Сцена воспроизведенной традиции крестовых братьев, еще более резко подчеркивающая контрастное отношение «палача» и «жертвы», прописана И. Одоевцевой без излишней сентиментальности. Последующий авторский прием альтернативы – замены нательных крестов наручными часами – вполне соответствует милитаристски-агностическому духу тех лет и является одним из множества эпизодов авангарда в романах. Кроме того, символикой часов как физического воплощения времени, а значит и жизни, И. Одоевцева «ut finale» подчеркивает, что для самого Волкова начался отсчет времени его собственной смерти.

Диалог братьев, перемежающийся красноречивым молчанием, представлен как идеологическая борьба добра и зла: советской России в лице Волкова и патриота, не смогшего стать эмигрантом, писателя Луганова. Шуточная эпиграмма на Великого человека, ставшая началом «кругов ада» для Луга-нова и катализатором в развитии событий для других героев – названого брата Волкова, жены, примы Большого театра Веры Назимовой – приводит к пророческому видению Луганова в тюремной больнице: два «зла» – Гитлер и Сталин – сходятся в поединке и в смертельной схватке уничтожают друг друга. Это видение-надежда уничтожается при прощании Волкова и Луганова, поскольку именно тогда становится ясно, что одно из двух «зол» всегда будет живо. Душа последнего уходит туда, где существует нравственный закон Канта, который И. Одоевцева вновь вводит в контекст убийства Луга-нова. Волков же, будущий Маршал Победы, – Волк – с того самого момента будет бояться собственной смерти. Так изображает библейское знамение автор. В финале романа, когда маршал сидит в купе поезда, понимая, что уже окружен и конец его близок, с ужасом понимает две главные вещи: смерть названной матери (и биологической матери Андрика) «мамы Кати», заживо сожженной крестьянами (и Революция выступает здесь смысловым равенством мотива разрушения) – это смерть России. И виновником в смерти «мамы Кати» является он, приемный сын – Мишук Волков. Мечтая о самоубийстве, Волков осознает, что слишком слаб, чтобы противостоять системе и разрушить ее своим уходом. Именно он видит над темным тяжелым небом надпись «Оставь надежду навсегда». В его лице русская эмиграция, надежды и чаяния которой выражала И. Одоевцева, в романе претерпели крах. Эмигранты вновь увидели (на примере братоубийственной бессмысленной войны, начавшейся еще в далекие годы Революции), что ни при каких обстоятельствах миропорядок уже не будет восстановлен. У них есть только один путь – пребывание в земле Нод. Он, маршал, не может противостоять системе террора.

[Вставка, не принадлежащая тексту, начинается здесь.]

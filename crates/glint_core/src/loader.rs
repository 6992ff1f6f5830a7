//! OBJ-subset mesh loading.
//!
//! Only two record types are understood:
//!
//! - `v <x> <y> <z>` appends a vertex position
//! - `f <a> <b> <c>` appends a triangle with 1-based vertex indices
//!
//! Every other line is ignored. A `v` or `f` record with the wrong number
//! of fields, or with fields that do not parse as numbers, is skipped as
//! well; a partial parse is accepted, never an error.
//!
//! After parsing, a winding correction pass orients every face towards a
//! fixed reference viewpoint in front of the model. This is a single
//! viewpoint heuristic: it gives consistent results for closed, roughly
//! convex, single-object meshes facing that point. It is not a general
//! outward-normal solution, and faces of concave or multi-lobed geometry
//! that look away from the viewpoint get flipped inwards.

use std::fs::File;
use std::io::{BufRead, BufReader};
use std::path::{Path, PathBuf};

use glint_math::Vec3;
use thiserror::Error;

use crate::mesh::{Face, Mesh, MeshError};

/// Default reference viewpoint for winding correction.
pub const REFERENCE_VIEWPOINT: Vec3 = Vec3::new(0.0, 0.0, 5.0);

/// Errors that can occur during mesh loading.
#[derive(Error, Debug)]
pub enum LoadError {
    #[error("failed to open {path:?}: {source}")]
    FileOpen {
        path: PathBuf,
        #[source]
        source: std::io::Error,
    },

    #[error("IO error: {0}")]
    Io(#[from] std::io::Error),

    #[error("invalid mesh: {0}")]
    Mesh(#[from] MeshError),
}

/// Result type for loading operations.
pub type LoadResult<T> = Result<T, LoadError>;

/// Loader settings.
#[derive(Debug, Clone, Copy, PartialEq)]
pub struct LoadOptions {
    /// Point every face is oriented towards after parsing.
    pub reference_viewpoint: Vec3,
    /// Run the winding correction pass at all.
    pub correct_winding: bool,
}

impl Default for LoadOptions {
    fn default() -> Self {
        Self {
            reference_viewpoint: REFERENCE_VIEWPOINT,
            correct_winding: true,
        }
    }
}

/// What happened while loading a mesh.
#[derive(Debug, Clone, Copy, Default, PartialEq, Eq)]
pub struct LoadStats {
    /// Lines that were neither `v` nor `f` records (comments, blanks, `vn`, ...).
    pub ignored_lines: usize,
    /// `v`/`f` records dropped for a wrong field count or bad number.
    pub malformed_records: usize,
    /// Faces whose winding was reversed by the correction pass.
    pub flipped_faces: usize,
}

/// A freshly loaded mesh together with its load statistics.
#[derive(Debug, Clone)]
pub struct LoadedMesh {
    pub mesh: Mesh,
    pub stats: LoadStats,
}

/// A single recognized line.
#[derive(Debug, Clone, Copy, PartialEq)]
enum Record {
    Vertex(Vec3),
    /// Raw 1-based indices, as written in the file.
    Face([i64; 3]),
}

enum LineKind {
    Record(Record),
    Malformed,
    Other,
}

/// Classify one line of input.
fn parse_line(line: &str) -> LineKind {
    let mut tokens = line.split_whitespace();
    let kind = match tokens.next() {
        Some(kind @ ("v" | "f")) => kind,
        _ => return LineKind::Other,
    };

    let fields: Vec<&str> = tokens.collect();
    if fields.len() != 3 {
        return LineKind::Malformed;
    }

    let record = if kind == "v" {
        parse_triple::<f32>(&fields).map(|[x, y, z]| Record::Vertex(Vec3::new(x, y, z)))
    } else {
        parse_triple::<i64>(&fields).map(Record::Face)
    };

    record.map_or(LineKind::Malformed, LineKind::Record)
}

fn parse_triple<T: std::str::FromStr + Copy + Default>(fields: &[&str]) -> Option<[T; 3]> {
    let mut out = [T::default(); 3];
    for (slot, field) in out.iter_mut().zip(fields) {
        *slot = field.parse().ok()?;
    }
    Some(out)
}

/// Convert a 1-based file index to a 0-based face index.
fn to_zero_based(face: usize, raw: i64, vertex_count: usize) -> Result<u32, MeshError> {
    let index = raw.saturating_sub(1);
    if index < 0 || index as u64 >= vertex_count as u64 {
        return Err(MeshError::FaceIndexOutOfRange {
            face,
            index,
            vertex_count,
        });
    }
    Ok(index as u32)
}

/// Orient every face of `mesh` towards `viewpoint`.
///
/// A face whose normal points away from the viewpoint (negative dot
/// product with the centroid-to-viewpoint vector) gets its last two
/// indices swapped. Degenerate faces have a zero normal and are left
/// alone. Returns the number of flipped faces.
pub fn correct_winding(mesh: &mut Mesh, viewpoint: Vec3) -> usize {
    let flips: Vec<bool> = mesh
        .faces()
        .iter()
        .map(|face| {
            let normal = mesh.face_normal(face);
            let view = (viewpoint - mesh.face_centroid(face)).normalize_or_zero();
            normal.dot(view) < 0.0
        })
        .collect();

    let mut flipped = 0;
    for (idx, (face, flip)) in mesh.faces_mut().iter_mut().zip(flips).enumerate() {
        if flip {
            face.flip();
            flipped += 1;
            log::debug!("Flipped face {}: {:?}", idx, face.indices);
        }
    }
    flipped
}

/// Mesh loader for the `v`/`f` text format.
#[derive(Debug, Clone, Default)]
pub struct ObjLoader {
    options: LoadOptions,
}

impl ObjLoader {
    pub fn new(options: LoadOptions) -> Self {
        Self { options }
    }

    /// Load a mesh from a file.
    pub fn load<P: AsRef<Path>>(&self, path: P) -> LoadResult<LoadedMesh> {
        let path = path.as_ref();
        let file = File::open(path).map_err(|source| LoadError::FileOpen {
            path: path.to_path_buf(),
            source,
        })?;

        let loaded = self.read(BufReader::new(file))?;
        log::info!(
            "Loaded {} vertices, {} faces from {:?} ({} flipped, {} malformed records skipped)",
            loaded.mesh.vertex_count(),
            loaded.mesh.face_count(),
            path,
            loaded.stats.flipped_faces,
            loaded.stats.malformed_records
        );
        Ok(loaded)
    }

    /// Parse a mesh from in-memory text.
    pub fn parse(&self, content: &str) -> LoadResult<LoadedMesh> {
        self.read(content.as_bytes())
    }

    /// Parse a mesh from any buffered reader.
    ///
    /// Lines are decoded lossily so stray non-UTF-8 bytes only spoil the
    /// line they appear on.
    pub fn read<R: BufRead>(&self, mut reader: R) -> LoadResult<LoadedMesh> {
        let mut stats = LoadStats::default();
        let mut vertices = Vec::new();
        let mut raw_faces = Vec::new();
        let mut buf = Vec::new();
        let mut line_no = 0usize;

        loop {
            buf.clear();
            if reader.read_until(b'\n', &mut buf)? == 0 {
                break;
            }
            line_no += 1;
            let line = String::from_utf8_lossy(&buf);

            match parse_line(&line) {
                LineKind::Record(Record::Vertex(v)) => vertices.push(v),
                LineKind::Record(Record::Face(f)) => raw_faces.push(f),
                LineKind::Malformed => {
                    stats.malformed_records += 1;
                    log::trace!("Skipping malformed record at line {}: {:?}", line_no, line.trim_end());
                }
                LineKind::Other => stats.ignored_lines += 1,
            }
        }

        let vertex_count = vertices.len();
        let faces = raw_faces
            .iter()
            .enumerate()
            .map(|(face, raw)| -> Result<Face, MeshError> {
                Ok(Face::new(
                    to_zero_based(face, raw[0], vertex_count)?,
                    to_zero_based(face, raw[1], vertex_count)?,
                    to_zero_based(face, raw[2], vertex_count)?,
                ))
            })
            .collect::<Result<Vec<_>, MeshError>>()?;

        let mut mesh = Mesh::new(vertices, faces)?;
        if self.options.correct_winding {
            stats.flipped_faces = correct_winding(&mut mesh, self.options.reference_viewpoint);
        }

        Ok(LoadedMesh { mesh, stats })
    }
}

/// Load a mesh file with default options.
pub fn load_obj<P: AsRef<Path>>(path: P) -> LoadResult<Mesh> {
    ObjLoader::default().load(path).map(|loaded| loaded.mesh)
}

/// Parse mesh text with default options.
pub fn parse_obj(content: &str) -> LoadResult<Mesh> {
    ObjLoader::default().parse(content).map(|loaded| loaded.mesh)
}

#[cfg(test)]
mod tests {
    use super::*;
    use crate::normals::face_normal;
    use std::sync::atomic::{AtomicUsize, Ordering};

    fn temp_path(name: &str) -> PathBuf {
        static COUNTER: AtomicUsize = AtomicUsize::new(0);
        let n = COUNTER.fetch_add(1, Ordering::SeqCst);
        std::env::temp_dir().join(format!("glint_loader_{}_{}_{}", std::process::id(), n, name))
    }

    fn view_dot(mesh: &Mesh, face: &Face) -> f32 {
        let [v0, v1, v2] = mesh.face_vertices(face);
        let view = (REFERENCE_VIEWPOINT - mesh.face_centroid(face)).normalize();
        face_normal(v0, v1, v2).dot(view)
    }

    #[test]
    fn test_counts_and_zero_based_indices() {
        let src = "\
# a quad split in two
v -1 -1 0
v 1 -1 0
v 1 1 0
v -1 1 0
f 1 2 3
f 1 3 4
";
        let mesh = parse_obj(src).unwrap();
        assert_eq!(mesh.vertex_count(), 4);
        assert_eq!(mesh.face_count(), 2);
        assert_eq!(mesh.faces()[0], Face::new(0, 1, 2));
        assert_eq!(mesh.faces()[1], Face::new(0, 2, 3));
        for face in mesh.faces() {
            assert!(face.indices.iter().all(|&i| (i as usize) < mesh.vertex_count()));
        }
    }

    #[test]
    fn test_malformed_records_skipped() {
        let src = "\
v 0 0 0
v 1 0 0
v 0 1 0
v 1 2
v 1 2 3 4
v a b c
vn 0 0 1
f 1 2
f 1/1 2/2 3/3
f 1 2 3
";
        let loaded = ObjLoader::default().parse(src).unwrap();
        assert_eq!(loaded.mesh.vertex_count(), 3);
        assert_eq!(loaded.mesh.face_count(), 1);
        assert_eq!(loaded.stats.malformed_records, 5);
        assert_eq!(loaded.stats.ignored_lines, 1);
    }

    #[test]
    fn test_tabs_and_extra_spaces() {
        let mesh = parse_obj("v\t0 0  0\nv 1\t0 0\n  v 0 1 0\nf 1 2 3\n").unwrap();
        assert_eq!(mesh.vertex_count(), 3);
        assert_eq!(mesh.face_count(), 1);
    }

    #[test]
    fn test_out_of_range_face_is_error() {
        let err = parse_obj("v 0 0 0\nv 1 0 0\nv 0 1 0\nf 1 2 4\n").unwrap_err();
        assert!(matches!(
            err,
            LoadError::Mesh(MeshError::FaceIndexOutOfRange { index: 3, vertex_count: 3, .. })
        ));

        // Index 0 does not exist in a 1-based format
        let err = parse_obj("v 0 0 0\nv 1 0 0\nv 0 1 0\nf 0 1 2\n").unwrap_err();
        assert!(matches!(
            err,
            LoadError::Mesh(MeshError::FaceIndexOutOfRange { index: -1, .. })
        ));
    }

    #[test]
    fn test_extreme_face_index_is_error() {
        let err = parse_obj("v 0 0 0\nv 1 0 0\nv 0 1 0\nf -9223372036854775808 1 2\n").unwrap_err();
        assert!(matches!(
            err,
            LoadError::Mesh(MeshError::FaceIndexOutOfRange { index: i64::MIN, face: 0, .. })
        ));

        let err = parse_obj("v 0 0 0\nv 1 0 0\nv 0 1 0\nf 1 2 9223372036854775807\n").unwrap_err();
        assert!(matches!(
            err,
            LoadError::Mesh(MeshError::FaceIndexOutOfRange { index: 9223372036854775806, .. })
        ));
    }

    #[test]
    fn test_face_facing_away_is_flipped() {
        // Clockwise seen from +Z, so the raw normal points to -Z
        let src = "v 0 0 0\nv 0 1 0\nv 1 0 0\nf 1 2 3\n";
        let loaded = ObjLoader::default().parse(src).unwrap();
        let face = loaded.mesh.faces()[0];

        assert_eq!(loaded.stats.flipped_faces, 1);
        assert_eq!(face, Face::new(0, 2, 1));
        assert!(view_dot(&loaded.mesh, &face) >= 0.0);
    }

    #[test]
    fn test_face_facing_viewpoint_is_kept() {
        let loaded = ObjLoader::default()
            .parse("v 0 0 0\nv 1 0 0\nv 0 1 0\nf 1 2 3\n")
            .unwrap();
        assert_eq!(loaded.stats.flipped_faces, 0);
        assert_eq!(loaded.mesh.faces()[0], Face::new(0, 1, 2));
    }

    #[test]
    fn test_degenerate_face_not_flipped() {
        let loaded = ObjLoader::default()
            .parse("v 0 0 0\nv 1 0 0\nv 2 0 0\nf 1 2 3\n")
            .unwrap();
        assert_eq!(loaded.stats.flipped_faces, 0);
        assert_eq!(loaded.mesh.faces()[0], Face::new(0, 1, 2));
    }

    #[test]
    fn test_winding_correction_can_be_disabled() {
        let loader = ObjLoader::new(LoadOptions {
            correct_winding: false,
            ..Default::default()
        });
        let loaded = loader.parse("v 0 0 0\nv 0 1 0\nv 1 0 0\nf 1 2 3\n").unwrap();
        assert_eq!(loaded.stats.flipped_faces, 0);
        assert_eq!(loaded.mesh.faces()[0], Face::new(0, 1, 2));
    }

    #[test]
    fn test_load_from_file() {
        let _ = env_logger::builder().is_test(true).try_init();
        let path = temp_path("tri.obj");
        std::fs::write(&path, "v 0 0 0\nv 1 0 0\nv 0 1 0\nf 1 2 3\n").unwrap();

        let mesh = load_obj(&path).unwrap();
        assert_eq!(mesh.vertex_count(), 3);
        assert_eq!(mesh.face_count(), 1);

        std::fs::remove_file(&path).unwrap();
    }

    #[test]
    fn test_missing_file_is_open_error() {
        let path = temp_path("does_not_exist.obj");
        let err = load_obj(&path).unwrap_err();
        match err {
            LoadError::FileOpen { path: p, .. } => assert_eq!(p, path),
            other => panic!("expected FileOpen, got {other:?}"),
        }
    }
}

Выводы . Итак, тексты Ирины Одоевцевой представляют собой богатейший материал для углубленного исследования проблемы метода и жанра. Литературовед Анна Саакянц, знавшая И. Одоевцеву лично, заметила: «Проза Ирины Одоевцевой чиста, прозрачна, деликатна, по-своему — совершенна, что не мешает ей оставаться живой, как и сами ее «герои»» [Саакянц А., с. 351]. Как верно заметила современный исследователь русского зарубежья Анна Возьняк, «прозе Одоевцевой, как и другим представителям молодого поколения эмигрантских писателей, <…> свойственны новаторские эстетические тенденции» [Возьняк А., с. 97]. В проанализированных романах тема человеческого одиночества и связанная с ней проблема духовной деградации и распада личности получают свое художественное воплощение в образе Ангела жизни и смерти. Художественным контекстом для реализации этого образа является феномен «детства без детства» или «несуществующего детства». В послевоенный период творчества в романе «Оставь надежду навсегда» названная проблема обретает черты универсализма. Проблема «Вселенского человека» и двух мировых «зол» XX столетия, остается нерешенным конфликтом для эмиграции, чьи надежды претворяет автор. И. Одоевцева предоставляет возможность наглядного анагноризиса (узнавания) двух страшных образов –Ангела жизни и смерти и Человека-Универсума. Очевидно также, что творческое наследие И. Одоевцевой представляет собой сплав черт реализма, символизма и авангарда.